**Collected data entries:**

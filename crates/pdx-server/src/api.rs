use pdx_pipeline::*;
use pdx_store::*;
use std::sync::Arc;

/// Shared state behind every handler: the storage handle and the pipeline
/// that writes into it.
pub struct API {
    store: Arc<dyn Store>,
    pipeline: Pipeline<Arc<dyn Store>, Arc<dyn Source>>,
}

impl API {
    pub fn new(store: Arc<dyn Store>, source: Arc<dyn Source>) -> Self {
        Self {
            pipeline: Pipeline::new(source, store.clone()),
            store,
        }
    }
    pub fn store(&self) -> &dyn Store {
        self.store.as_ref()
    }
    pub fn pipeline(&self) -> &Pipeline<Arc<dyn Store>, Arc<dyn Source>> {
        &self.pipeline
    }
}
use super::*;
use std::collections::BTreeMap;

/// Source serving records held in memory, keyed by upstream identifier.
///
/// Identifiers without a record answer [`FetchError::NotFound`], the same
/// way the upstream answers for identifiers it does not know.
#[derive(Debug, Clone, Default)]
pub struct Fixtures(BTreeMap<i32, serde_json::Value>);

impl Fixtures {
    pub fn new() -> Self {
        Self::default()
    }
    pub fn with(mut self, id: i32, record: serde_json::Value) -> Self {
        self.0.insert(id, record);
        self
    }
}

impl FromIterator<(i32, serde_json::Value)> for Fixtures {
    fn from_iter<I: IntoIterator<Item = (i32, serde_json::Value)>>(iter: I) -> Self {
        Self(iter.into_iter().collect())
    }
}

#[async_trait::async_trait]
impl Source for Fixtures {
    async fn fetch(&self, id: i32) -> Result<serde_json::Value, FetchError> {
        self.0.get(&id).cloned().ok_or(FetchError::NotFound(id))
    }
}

==

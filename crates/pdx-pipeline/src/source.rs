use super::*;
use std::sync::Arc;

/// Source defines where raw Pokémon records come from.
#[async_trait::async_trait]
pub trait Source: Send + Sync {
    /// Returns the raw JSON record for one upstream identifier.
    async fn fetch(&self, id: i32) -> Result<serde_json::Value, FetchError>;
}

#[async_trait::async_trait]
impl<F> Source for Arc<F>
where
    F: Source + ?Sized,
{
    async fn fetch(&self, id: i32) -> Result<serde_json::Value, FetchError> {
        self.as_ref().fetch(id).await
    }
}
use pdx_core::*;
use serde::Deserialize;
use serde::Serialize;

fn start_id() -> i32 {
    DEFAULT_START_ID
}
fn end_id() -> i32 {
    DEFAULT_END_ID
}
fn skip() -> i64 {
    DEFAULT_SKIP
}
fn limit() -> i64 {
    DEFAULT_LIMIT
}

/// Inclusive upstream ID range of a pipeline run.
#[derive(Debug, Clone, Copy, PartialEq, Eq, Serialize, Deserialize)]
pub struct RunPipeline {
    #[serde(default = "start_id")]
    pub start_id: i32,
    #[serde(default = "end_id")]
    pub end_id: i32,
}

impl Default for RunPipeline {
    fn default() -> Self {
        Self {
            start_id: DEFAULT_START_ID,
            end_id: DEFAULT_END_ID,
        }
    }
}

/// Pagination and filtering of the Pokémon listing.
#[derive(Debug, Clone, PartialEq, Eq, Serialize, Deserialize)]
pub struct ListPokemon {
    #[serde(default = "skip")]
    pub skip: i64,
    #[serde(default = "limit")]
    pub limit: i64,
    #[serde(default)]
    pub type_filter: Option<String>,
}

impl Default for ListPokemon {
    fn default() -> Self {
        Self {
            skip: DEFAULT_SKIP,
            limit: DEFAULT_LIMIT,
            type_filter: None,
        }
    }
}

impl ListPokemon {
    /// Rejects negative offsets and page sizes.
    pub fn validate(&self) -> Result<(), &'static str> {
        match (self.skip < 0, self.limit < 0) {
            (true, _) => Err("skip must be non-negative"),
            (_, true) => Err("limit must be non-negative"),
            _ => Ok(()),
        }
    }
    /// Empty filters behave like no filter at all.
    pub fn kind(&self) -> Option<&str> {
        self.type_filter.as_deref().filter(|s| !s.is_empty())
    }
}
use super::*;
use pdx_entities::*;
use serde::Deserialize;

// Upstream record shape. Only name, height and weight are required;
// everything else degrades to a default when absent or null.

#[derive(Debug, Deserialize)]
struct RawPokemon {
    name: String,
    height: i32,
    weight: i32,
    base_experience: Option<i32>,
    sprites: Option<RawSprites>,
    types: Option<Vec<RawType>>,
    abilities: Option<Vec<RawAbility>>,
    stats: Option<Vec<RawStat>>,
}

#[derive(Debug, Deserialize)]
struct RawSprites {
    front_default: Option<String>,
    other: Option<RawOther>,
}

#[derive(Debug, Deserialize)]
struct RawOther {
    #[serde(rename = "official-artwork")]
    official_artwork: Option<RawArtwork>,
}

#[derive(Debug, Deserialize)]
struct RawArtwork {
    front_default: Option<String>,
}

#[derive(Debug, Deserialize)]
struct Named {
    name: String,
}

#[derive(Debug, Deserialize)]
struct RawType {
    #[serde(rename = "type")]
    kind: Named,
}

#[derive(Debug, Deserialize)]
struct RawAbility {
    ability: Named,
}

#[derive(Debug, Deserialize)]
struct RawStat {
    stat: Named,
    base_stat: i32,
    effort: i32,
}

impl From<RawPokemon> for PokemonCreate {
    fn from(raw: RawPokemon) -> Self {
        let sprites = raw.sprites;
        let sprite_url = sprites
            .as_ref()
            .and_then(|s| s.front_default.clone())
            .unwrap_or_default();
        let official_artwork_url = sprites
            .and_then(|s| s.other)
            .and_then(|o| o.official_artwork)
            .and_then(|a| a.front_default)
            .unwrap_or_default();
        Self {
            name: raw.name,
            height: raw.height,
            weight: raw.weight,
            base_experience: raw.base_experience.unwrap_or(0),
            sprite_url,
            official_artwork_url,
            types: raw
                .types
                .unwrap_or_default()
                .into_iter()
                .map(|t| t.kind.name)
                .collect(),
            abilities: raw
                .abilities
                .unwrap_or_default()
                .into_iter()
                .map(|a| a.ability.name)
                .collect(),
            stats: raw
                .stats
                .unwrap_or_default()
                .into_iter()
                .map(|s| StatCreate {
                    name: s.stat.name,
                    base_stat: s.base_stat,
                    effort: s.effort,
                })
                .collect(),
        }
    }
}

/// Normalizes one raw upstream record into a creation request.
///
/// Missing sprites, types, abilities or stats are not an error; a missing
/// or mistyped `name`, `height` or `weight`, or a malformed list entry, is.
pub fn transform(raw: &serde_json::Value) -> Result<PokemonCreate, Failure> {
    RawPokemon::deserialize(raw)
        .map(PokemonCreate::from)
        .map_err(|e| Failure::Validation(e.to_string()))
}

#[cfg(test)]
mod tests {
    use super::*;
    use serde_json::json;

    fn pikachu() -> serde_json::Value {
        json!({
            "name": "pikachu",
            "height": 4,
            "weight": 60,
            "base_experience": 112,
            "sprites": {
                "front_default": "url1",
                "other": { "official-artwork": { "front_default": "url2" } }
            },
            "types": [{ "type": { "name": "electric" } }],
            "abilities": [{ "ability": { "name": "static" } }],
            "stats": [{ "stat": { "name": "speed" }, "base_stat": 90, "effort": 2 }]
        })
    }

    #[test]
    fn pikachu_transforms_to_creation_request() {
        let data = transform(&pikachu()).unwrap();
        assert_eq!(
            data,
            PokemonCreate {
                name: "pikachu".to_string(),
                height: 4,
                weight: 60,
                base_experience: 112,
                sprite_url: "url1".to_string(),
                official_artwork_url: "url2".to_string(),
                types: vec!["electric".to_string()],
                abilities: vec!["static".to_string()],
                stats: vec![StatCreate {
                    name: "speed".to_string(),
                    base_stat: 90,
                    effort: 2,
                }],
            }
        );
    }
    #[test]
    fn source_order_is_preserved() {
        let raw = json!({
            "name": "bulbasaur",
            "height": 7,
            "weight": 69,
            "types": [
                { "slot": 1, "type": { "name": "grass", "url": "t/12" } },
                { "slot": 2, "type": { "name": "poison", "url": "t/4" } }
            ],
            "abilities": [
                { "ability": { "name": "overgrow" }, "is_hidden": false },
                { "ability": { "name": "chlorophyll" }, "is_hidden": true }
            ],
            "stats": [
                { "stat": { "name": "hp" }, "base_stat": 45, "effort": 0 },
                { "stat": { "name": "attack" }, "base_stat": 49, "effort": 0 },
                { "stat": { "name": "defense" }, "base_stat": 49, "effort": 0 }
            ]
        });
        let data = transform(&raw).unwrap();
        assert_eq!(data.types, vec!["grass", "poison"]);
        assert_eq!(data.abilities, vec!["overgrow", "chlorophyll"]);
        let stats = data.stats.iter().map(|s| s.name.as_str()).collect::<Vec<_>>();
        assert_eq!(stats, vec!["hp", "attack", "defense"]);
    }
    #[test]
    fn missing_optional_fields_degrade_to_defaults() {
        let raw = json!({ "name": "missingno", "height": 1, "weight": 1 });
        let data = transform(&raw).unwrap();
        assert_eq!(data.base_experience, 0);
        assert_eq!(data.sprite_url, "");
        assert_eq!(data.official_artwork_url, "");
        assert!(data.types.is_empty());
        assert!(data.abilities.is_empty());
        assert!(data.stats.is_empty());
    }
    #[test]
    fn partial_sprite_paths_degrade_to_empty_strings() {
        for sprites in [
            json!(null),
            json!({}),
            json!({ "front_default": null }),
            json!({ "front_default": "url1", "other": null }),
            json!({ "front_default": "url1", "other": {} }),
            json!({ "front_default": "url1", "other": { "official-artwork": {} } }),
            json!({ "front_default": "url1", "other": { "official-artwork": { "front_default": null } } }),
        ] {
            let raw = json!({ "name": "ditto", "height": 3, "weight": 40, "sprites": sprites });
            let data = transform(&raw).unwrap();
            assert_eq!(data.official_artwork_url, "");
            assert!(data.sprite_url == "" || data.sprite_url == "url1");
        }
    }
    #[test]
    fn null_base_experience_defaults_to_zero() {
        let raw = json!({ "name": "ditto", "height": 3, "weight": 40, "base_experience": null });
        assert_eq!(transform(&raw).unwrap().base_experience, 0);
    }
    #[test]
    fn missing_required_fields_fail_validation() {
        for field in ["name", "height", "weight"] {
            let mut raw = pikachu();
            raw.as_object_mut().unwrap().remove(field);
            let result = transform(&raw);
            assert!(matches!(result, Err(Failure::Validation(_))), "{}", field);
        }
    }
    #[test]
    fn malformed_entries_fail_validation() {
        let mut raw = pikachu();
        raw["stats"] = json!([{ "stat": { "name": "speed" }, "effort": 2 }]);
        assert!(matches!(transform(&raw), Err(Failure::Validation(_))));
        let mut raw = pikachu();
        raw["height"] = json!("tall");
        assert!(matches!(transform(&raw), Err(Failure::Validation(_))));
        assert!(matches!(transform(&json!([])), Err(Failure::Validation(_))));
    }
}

* * *

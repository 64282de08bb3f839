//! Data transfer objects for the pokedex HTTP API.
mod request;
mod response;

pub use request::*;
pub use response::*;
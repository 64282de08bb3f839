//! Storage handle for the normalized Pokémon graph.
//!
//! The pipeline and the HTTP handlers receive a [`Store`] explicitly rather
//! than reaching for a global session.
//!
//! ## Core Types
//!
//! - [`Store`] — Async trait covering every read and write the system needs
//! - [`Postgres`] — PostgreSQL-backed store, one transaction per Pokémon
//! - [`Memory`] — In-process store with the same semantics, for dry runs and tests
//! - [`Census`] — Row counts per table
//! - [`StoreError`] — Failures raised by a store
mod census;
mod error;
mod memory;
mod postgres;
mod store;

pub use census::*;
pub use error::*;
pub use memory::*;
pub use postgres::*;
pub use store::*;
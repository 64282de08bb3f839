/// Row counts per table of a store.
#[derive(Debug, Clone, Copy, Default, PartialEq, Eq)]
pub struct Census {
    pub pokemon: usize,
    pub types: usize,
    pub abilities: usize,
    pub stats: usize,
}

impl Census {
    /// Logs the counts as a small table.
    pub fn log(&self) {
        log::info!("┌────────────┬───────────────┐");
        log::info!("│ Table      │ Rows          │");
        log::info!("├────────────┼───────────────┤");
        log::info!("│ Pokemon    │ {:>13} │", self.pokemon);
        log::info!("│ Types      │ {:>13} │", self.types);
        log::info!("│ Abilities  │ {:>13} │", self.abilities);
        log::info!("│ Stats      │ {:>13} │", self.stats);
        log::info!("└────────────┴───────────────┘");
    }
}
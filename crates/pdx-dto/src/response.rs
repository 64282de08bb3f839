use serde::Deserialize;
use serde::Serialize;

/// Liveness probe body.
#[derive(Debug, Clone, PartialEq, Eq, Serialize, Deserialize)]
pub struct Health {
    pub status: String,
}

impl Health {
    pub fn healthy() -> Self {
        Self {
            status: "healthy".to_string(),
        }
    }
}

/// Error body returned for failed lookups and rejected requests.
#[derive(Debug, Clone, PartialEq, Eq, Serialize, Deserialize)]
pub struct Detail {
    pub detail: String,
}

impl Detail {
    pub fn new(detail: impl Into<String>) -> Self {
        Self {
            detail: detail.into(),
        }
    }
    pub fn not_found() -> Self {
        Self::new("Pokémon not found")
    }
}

**WORK INSTRUCTION:** Match on "kind" and copy out every line of the entries that contains it.

**COMPLETED TASK:**
    pub fn kind(&self) -> Option<&str> {
    kind: Named,
                .map(|t| t.kind.name)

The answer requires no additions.